SÃO PAULO - O preço do café arábica disparou ontem Bolsa de Nova York. O mercado quebrou a resistência de 201 cents a libra-peso e fechou, após registrar alta superior a 2 mil pontos, em 208,05 cents, valorização de 8,13% (1.565 pontos) para maio, o contrato spot. Julho subiu 6,10% (1.065 pontos), para 185,30 cents.
A alta do pregão foi atribuída à divulgação do número dos estoques americanos, calculados pela Green Coffee Association (Associação do Café Verde). Os investidores, que chegaram a prever aumento de 500 mil a 1 milhão de sacas, revisaram a projeção para 300 mil sacas e tiveram de assimilar o número de apenas 111 mil sacas.
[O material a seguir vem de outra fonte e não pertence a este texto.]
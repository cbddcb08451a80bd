//! Equality of a required object against its deployed counterpart, ignoring
//! what the API server owns.

use std::collections::BTreeMap;

use kube::api::DynamicObject;
use serde_json::Value;

use super::merge::COORDINATION_CONFIG_ANNOTATION;
use crate::labels::{ROLE_KEY, SCOPE_KEY};

/// Label prefix owned by the operator. Deployed labels under it that the
/// required object does not carry are stale.
const OWNED_LABEL_PREFIX: &str = "pgstack.io/";

/// Labels under the owned prefix that the coordination agent writes.
const AGENT_LABELS: &[&str] = &[SCOPE_KEY, ROLE_KEY];

fn is_operator_label(key: &str) -> bool {
    key.starts_with(OWNED_LABEL_PREFIX) && !AGENT_LABELS.contains(&key)
}

/// True when `deployed` already satisfies `required`.
pub fn is_up_to_date(required: &DynamicObject, deployed: &DynamicObject) -> bool {
    labels_match(
        required.metadata.labels.as_ref(),
        deployed.metadata.labels.as_ref(),
    ) && annotations_match(
        required.metadata.annotations.as_ref(),
        deployed.metadata.annotations.as_ref(),
    ) && payload_matches(&required.data, &deployed.data)
}

fn labels_match(
    required: Option<&BTreeMap<String, String>>,
    deployed: Option<&BTreeMap<String, String>>,
) -> bool {
    let empty = BTreeMap::new();
    let required = required.unwrap_or(&empty);
    let deployed = deployed.unwrap_or(&empty);
    required.iter().all(|(k, v)| deployed.get(k) == Some(v))
        && deployed
            .keys()
            .filter(|k| is_operator_label(k))
            .all(|k| required.contains_key(k))
}

fn annotations_match(
    required: Option<&BTreeMap<String, String>>,
    deployed: Option<&BTreeMap<String, String>>,
) -> bool {
    let Some(required) = required else {
        return true;
    };
    required.iter().all(|(k, v)| {
        let Some(found) = deployed.and_then(|d| d.get(k)) else {
            return false;
        };
        if k == COORDINATION_CONFIG_ANNOTATION {
            // The coordination agent rewrites this document with its own keys.
            match (
                serde_json::from_str::<Value>(v),
                serde_json::from_str::<Value>(found),
            ) {
                (Ok(req), Ok(dep)) => is_subset(&req, &dep),
                _ => v == found,
            }
        } else {
            v == found
        }
    })
}

fn payload_matches(required: &Value, deployed: &Value) -> bool {
    match (required, deployed) {
        (Value::Object(req), Value::Object(dep)) => req
            .iter()
            .filter(|(k, _)| k.as_str() != "status")
            .all(|(k, v)| field_matches(v, dep.get(k))),
        _ => is_subset(required, deployed),
    }
}

fn field_matches(required: &Value, deployed: Option<&Value>) -> bool {
    match deployed {
        Some(dep) => is_subset(required, dep),
        None => is_empty(required),
    }
}

/// Every value set in `required` is present and equal in `deployed`. Arrays
/// compare element-wise and must have the same length.
pub fn is_subset(required: &Value, deployed: &Value) -> bool {
    match (required, deployed) {
        (Value::Object(req), Value::Object(dep)) => {
            req.iter().all(|(k, v)| field_matches(v, dep.get(k)))
        }
        (Value::Array(req), Value::Array(dep)) => {
            req.len() == dep.len() && req.iter().zip(dep).all(|(r, d)| is_subset(r, d))
        }
        _ => required == deployed,
    }
}

/// Values the API server drops on write.
fn is_empty(value: &Value) -> bool {
    match value {
        Value::Null => true,
        Value::Object(map) => map.is_empty(),
        Value::Array(items) => items.is_empty(),
        _ => false,
    }
}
O presidente da Associação Brasileira de Exportadores de Café, Jorge Esteve, nota que a valorização foi maior para maio, o próximo vencimento, ‘‘o que caracteriza a escassez atual da variedade arábica’’.
O presidente do Centro de Comércio do Café de Vitória (ES), Sérgio Tristão, compartilha da sensação de que ‘‘os torrefadores no Exterior precisam comprar mais café para o bimestre maio-junho’’. Ocorre que essa época marca o auge da entressafra no Brasil, que estará no início da colheita da nova safra, e não há produto disponível na Colômbia e na América Central.
Em Londres, que negocia basicamente a variedade robusta (menos valorizada), também houve alta. Maio subiu 2,03% (US$ 32), para US$ 1.610 a tonelada. Julho avançou 2,19% (US$ 35), para US$ 1.630.